Title: Adaptive Autonomy for Collaborating Agents

Abstract: Intelligent agents are usually defined as autonomous software entities capable of perceiving and acting on their environment, with various degrees of learning and adaptation skills, which may or not be embodied, i.e. having a physical a body through which to act. The element of autonomy can refer to degrees of self-sufficiency (ability to do a task without help) and self-directedness (ability to decide on ones own goals). Moreover, autonomy can be defined in terms of dependence theory. It states that in case an agent A lacks a means to achieve a goal and depends on another agent B for it, then A is not autonomous from B with respect to that means.

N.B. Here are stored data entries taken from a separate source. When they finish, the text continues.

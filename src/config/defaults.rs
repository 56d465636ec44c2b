//! Built-in layout for the RAVEN test stand
//!
//! Rows are written by the serial reader: one host column followed by the
//! controller's dataline:
//!
//! ```text
//!  0 host time        8 temperature1 (n/c)  16 main valve button
//!  1 record marker    9 nozzle temperature  17 ignition engaged
//!  2 controller time 10 ambient temperature 18 valve active
//!  3 bottle pressure 11 plume temperature   19 software mode
//!  4 line pressure   12 dump valve button   20 substate
//!  5 chamber pressure 13 heating blanket    21 message
//!  6 load cell       14 ignition relay
//!  7 bottle temp     15 feeding button
//! ```

use raven_view_types::{
    ChannelConfig, DisplayConfig, DisplaySource, IndicatorConfig, IndicatorRule, StatusColumns,
};

/// Columns per row in the RAVEN log
pub const RAVEN_ROW_ARITY: usize = 22;

pub fn raven_channels() -> Vec<ChannelConfig> {
    vec![
        ChannelConfig::new("chamber_pressure", "bar", 5, 40.0),
        ChannelConfig::new("bottle_pressure", "bar", 3, 60.0),
        ChannelConfig::new("line_pressure", "bar", 4, 55.0),
        ChannelConfig::new("bottle_temperature", "°C", 7, 40.0),
        ChannelConfig::new("nozzle_temperature", "°C", 9, 600.0),
        ChannelConfig::new("load_cell_force", "N", 6, 1500.0),
        ChannelConfig::new("ambient_temperature", "°C", 10, 45.0),
        ChannelConfig::new("plume_temperature", "°C", 11, 1200.0),
    ]
}

pub fn raven_indicators() -> Vec<IndicatorConfig> {
    vec![
        IndicatorConfig::new("heating_blanket", 13, IndicatorRule::NonZero),
        IndicatorConfig::new("main_valve", 16, IndicatorRule::NonZero),
        IndicatorConfig::new("ignition_relay", 14, IndicatorRule::NonZero),
    ]
}

/// Summary displays show the rolling averages of the headline channels
pub fn raven_displays() -> Vec<DisplayConfig> {
    vec![
        DisplayConfig::new("chamber_pressure", "bar", DisplaySource::ChannelAverage { channel: 0 }, 40.0),
        DisplayConfig::new("bottle_pressure", "bar", DisplaySource::ChannelAverage { channel: 1 }, 60.0),
        DisplayConfig::new("bottle_temperature", "°C", DisplaySource::ChannelAverage { channel: 3 }, 40.0),
        DisplayConfig::new("thrust", "N", DisplaySource::ChannelAverage { channel: 5 }, 1500.0),
    ]
}

pub fn raven_status_columns() -> StatusColumns {
    StatusColumns {
        controller_time: Some(2),
        mode: Some(19),
        substate: Some(20),
        message: Some(21),
    }
}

Also, dependencies between agents may change during run-time, thus their autonomy also changes. Adaptive autonomy (AA) allows agents to decide on their own autonomy levels based on specific circumstances. This research tackles the problem of determining when an agent should change its autonomy and enter into collaboration with other agents. To this end, firstly, a high-level agent framework is proposed which models the agent's internal operation. Secondly, the adaptive autonomous behavior is achieved by introducing the parameter of willingness to interact, composed of the willingness to ask for and give assistance. The willingness to interact defines both aspects of an interaction. In order to calculate the willingness, a mathematical model is being developed.